Following on from this question How can I get epsg code in pyproj with version==2.1.3, I discovered that sometimes when intialising a pyproj Proj
instance with a string ESPG code eventually results in an ambiguity when trying to determine the projection's EPSG code.
from pyproj import Proj
crs = Proj(init='epsg:4544').crs
print(crs.to_epsg())
# prints None
If you adjust themin_confidence
parameter, then you can get it out:
from pyproj import Proj
crs = Proj(init='epsg:4544').crs
print(crs.to_epsg(min_confidence=25) # <-- !!
# prints 4544
I feel like this is something I should understand, but I don't. What is the ambiguity here; why does the to_epsg
method require this min_confidence
parameter to return a valid EPSG code in this case?
Reading the source code is not enlightening regarding the source of the ambiguity:
Parameters
----------
min_confidence: int, optional
A value between 0-100 where 100 is the most confident. Default is 70.
Returns
-------
int or None: The best matching EPSG code matching the confidence level.
Reading that function, as well as to_authority
, I surmise that the ambiguity arises when there are multiple matches, and the confidence score allows pyproj to return the best candidate. I don't particularly understand that either, but it does make sense. What really doesn't make sense is how None
can be a better candidate than 4544
in this case, especially when the Proj
instance was initialised without an exception or warning.
Notably, using a CRS
instance instead, but with the same EPSG string input, seems to be unambiguous:
from pyproj import CRS
crs = CRS('epsg:4544')
print(crs.to_epsg())
# prints "4544"
>>> import pyproj
>>> pyproj.__version__
'2.2.0'
Answer
This is a great question and I will do my best to answer.
To begin, the init
style syntax is deprecated (https://pyproj4.github.io/pyproj/stable/gotchas.html#init-auth-auth-code-should-be-replaced-with-auth-auth-code). So, instead of CRS(init="epsg:4544")

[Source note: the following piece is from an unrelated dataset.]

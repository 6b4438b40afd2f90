pub mod metrics;
pub mod rate_limit;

, you should use CRS("epsg:4544")
.
I discovered that sometimes when intialising a pyproj Proj instance with a string ESPG code eventually results in an ambiguity when trying to determine the projection's EPSG code.
The reason that the EPSG code does not appear with the CRS initialized with the init=
syntax is that the CRS are different.
>>> from pyproj import CRS
>>> crs_deprecated = CRS(init="epsg:4544")
>>> crs = CRS("epsg:4544")
>>> crs == crs_deprecated
False
Upon further inspection, you can see that the difference is in the axis order (although it is not immediately apparent to the eye due to the content being the same).
>>> crs_deprecated
Name: CGCS2000 / 3-degree Gauss-Kruger CM 105E
Axis Info [cartesian]:
- E[east]: Easting (metre)
- N[north]: Northing (metre)
Area of Use:
- name: China - 103.5°E to 106.5°E
- bounds: (103.5, 22.5, 106.5, 42.21)
Coordinate Operation:
- name: Gauss-Kruger CM 105E
- method: Transverse Mercator
Datum: China 2000
- Ellipsoid: CGCS2000
- Prime Meridian: Greenwich
>>> crs
Name: CGCS2000 / 3-degree Gauss-Kruger CM 105E
Axis Info [cartesian]:
- X[north]: Northing (metre)
- Y[east]: Easting (metre)
Area of Use:
- name: China - 103.5°E to 106.5°E
- bounds: (103.5, 22.5, 106.5, 42.21)
Coordinate Operation:
- name: Gauss-Kruger CM 105E
- method: Transverse Mercator
Datum: China 2000
- Ellipsoid: CGCS2000
- Prime Meridian: Greenwich
why does the to_epsg method require this min_confidence parameter to return a valid EPSG code in this case?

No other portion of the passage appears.